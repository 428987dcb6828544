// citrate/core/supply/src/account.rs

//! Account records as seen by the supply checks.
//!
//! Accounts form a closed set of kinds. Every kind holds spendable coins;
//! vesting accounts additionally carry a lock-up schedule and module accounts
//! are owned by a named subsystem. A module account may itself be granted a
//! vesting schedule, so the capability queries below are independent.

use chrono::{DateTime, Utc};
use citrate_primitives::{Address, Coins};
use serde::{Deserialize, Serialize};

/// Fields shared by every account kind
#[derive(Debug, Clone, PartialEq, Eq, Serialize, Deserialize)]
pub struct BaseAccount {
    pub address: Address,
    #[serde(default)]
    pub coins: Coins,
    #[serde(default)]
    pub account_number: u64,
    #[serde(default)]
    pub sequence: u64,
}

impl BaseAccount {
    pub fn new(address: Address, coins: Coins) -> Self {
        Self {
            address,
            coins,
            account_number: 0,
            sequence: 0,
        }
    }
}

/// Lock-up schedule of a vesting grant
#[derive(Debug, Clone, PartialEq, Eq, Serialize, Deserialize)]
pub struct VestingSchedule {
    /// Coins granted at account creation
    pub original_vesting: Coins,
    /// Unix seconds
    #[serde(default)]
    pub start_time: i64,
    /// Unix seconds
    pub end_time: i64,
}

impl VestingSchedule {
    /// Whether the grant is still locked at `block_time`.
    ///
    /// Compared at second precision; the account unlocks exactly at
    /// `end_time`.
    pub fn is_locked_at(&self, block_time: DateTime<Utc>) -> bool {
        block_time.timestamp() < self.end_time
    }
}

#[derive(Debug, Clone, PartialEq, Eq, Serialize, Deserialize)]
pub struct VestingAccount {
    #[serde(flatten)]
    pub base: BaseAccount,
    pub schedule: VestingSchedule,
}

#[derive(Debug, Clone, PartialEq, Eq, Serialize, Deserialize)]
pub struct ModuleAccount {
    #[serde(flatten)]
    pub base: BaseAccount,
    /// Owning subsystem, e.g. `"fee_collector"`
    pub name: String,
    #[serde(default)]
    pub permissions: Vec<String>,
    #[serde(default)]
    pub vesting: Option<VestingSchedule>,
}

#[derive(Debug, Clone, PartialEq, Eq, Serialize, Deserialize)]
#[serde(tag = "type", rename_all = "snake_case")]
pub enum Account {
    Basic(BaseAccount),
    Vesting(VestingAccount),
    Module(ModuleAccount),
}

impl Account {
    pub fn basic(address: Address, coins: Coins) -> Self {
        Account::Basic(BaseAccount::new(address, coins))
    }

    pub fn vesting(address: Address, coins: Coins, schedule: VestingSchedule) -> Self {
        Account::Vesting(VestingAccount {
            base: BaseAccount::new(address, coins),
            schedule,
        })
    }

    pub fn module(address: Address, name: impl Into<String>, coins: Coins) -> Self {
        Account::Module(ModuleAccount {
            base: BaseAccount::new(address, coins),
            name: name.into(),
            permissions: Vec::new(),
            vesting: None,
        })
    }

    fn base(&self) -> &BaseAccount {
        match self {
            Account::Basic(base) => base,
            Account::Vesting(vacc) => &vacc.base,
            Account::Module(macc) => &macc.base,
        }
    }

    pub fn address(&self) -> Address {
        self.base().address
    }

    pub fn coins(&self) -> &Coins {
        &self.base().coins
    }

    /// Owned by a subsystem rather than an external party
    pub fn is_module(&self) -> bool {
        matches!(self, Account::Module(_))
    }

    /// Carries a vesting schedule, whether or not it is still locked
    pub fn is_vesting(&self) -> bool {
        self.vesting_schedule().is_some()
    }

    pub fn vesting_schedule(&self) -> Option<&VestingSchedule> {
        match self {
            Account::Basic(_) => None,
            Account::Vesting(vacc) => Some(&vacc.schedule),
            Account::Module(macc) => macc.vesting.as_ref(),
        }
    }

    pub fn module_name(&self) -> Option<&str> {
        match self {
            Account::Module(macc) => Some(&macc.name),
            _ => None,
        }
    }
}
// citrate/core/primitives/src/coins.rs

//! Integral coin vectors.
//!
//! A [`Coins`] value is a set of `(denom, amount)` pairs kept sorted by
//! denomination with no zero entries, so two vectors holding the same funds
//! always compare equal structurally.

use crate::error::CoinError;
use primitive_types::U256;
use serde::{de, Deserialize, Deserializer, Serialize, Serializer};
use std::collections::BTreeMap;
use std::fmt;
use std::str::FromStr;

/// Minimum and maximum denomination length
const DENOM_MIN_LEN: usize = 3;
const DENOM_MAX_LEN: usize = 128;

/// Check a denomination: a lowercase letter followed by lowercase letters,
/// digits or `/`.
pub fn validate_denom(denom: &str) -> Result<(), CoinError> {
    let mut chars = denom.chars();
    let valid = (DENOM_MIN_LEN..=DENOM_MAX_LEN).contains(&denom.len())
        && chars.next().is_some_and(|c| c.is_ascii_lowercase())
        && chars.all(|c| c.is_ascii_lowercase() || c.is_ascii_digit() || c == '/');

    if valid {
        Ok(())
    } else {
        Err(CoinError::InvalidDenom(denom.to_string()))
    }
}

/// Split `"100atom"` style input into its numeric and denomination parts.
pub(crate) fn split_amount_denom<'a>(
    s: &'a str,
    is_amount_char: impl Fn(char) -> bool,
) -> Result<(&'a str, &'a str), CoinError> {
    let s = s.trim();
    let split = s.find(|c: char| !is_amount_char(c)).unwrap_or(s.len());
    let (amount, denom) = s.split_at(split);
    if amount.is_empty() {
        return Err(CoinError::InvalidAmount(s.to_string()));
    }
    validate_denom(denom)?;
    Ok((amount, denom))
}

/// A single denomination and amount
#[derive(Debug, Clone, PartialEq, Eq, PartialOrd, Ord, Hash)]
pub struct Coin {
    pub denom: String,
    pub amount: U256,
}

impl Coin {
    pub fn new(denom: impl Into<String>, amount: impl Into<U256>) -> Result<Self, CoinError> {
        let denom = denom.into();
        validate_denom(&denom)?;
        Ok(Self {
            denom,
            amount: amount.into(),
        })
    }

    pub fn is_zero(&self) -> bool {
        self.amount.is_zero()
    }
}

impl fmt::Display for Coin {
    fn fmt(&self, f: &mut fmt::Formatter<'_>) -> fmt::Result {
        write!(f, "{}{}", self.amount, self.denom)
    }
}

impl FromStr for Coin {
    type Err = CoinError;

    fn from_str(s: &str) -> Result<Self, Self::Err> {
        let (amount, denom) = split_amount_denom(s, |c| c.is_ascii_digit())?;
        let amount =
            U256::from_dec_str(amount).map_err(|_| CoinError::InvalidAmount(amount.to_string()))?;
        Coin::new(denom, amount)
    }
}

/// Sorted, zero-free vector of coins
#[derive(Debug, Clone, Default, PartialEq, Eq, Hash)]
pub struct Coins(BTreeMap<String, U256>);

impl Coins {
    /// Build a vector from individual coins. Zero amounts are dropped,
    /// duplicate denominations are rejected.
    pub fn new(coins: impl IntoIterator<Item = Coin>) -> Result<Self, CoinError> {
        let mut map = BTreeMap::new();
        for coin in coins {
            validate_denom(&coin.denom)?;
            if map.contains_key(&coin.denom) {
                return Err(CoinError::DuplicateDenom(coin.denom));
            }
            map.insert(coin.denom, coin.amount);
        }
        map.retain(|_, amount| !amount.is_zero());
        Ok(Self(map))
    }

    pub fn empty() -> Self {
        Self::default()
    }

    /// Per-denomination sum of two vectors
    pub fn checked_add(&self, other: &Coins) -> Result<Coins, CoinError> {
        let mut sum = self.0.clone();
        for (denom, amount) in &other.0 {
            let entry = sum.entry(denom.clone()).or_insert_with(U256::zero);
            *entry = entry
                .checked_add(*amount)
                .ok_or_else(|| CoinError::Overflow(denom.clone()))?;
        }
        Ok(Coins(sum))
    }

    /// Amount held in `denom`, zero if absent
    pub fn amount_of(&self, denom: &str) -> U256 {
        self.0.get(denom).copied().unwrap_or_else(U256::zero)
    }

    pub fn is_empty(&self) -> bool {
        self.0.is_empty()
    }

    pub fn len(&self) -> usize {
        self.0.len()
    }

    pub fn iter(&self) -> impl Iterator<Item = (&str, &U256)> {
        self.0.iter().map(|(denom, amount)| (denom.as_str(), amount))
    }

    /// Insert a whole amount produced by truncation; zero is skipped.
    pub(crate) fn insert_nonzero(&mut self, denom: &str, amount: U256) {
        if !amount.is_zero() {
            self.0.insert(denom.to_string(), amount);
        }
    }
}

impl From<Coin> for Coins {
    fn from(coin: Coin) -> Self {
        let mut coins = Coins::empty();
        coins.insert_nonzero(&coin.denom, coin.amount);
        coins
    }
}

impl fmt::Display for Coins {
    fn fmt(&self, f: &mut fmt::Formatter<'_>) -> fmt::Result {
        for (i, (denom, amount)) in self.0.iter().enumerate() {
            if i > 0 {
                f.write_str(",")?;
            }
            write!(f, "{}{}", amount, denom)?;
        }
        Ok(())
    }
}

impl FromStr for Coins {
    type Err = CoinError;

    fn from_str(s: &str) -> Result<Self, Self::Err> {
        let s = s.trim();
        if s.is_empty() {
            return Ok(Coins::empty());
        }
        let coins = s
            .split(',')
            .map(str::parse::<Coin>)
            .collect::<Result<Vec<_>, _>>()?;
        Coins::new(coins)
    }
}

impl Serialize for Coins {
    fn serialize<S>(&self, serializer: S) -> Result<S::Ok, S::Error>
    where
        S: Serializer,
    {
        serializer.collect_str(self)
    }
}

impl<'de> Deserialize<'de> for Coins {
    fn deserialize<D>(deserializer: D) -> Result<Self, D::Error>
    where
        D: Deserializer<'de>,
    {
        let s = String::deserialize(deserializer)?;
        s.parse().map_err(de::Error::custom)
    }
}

────

## EXERCISE REQUIREMENTS:
With the first line of the records as the start and the line holding "be granted a" as the end, please copy exactly those lines and no others.

## FINISHED TASK:
repository 428987dcb6828544
// citrate/core/supply/src/account.rs

//! Account records as seen by the supply checks.
//!
//! Accounts form a closed set of kinds. Every kind holds spendable coins;
//! vesting accounts additionally carry a lock-up schedule and module accounts
//! are owned by a named subsystem. A module account may itself be granted a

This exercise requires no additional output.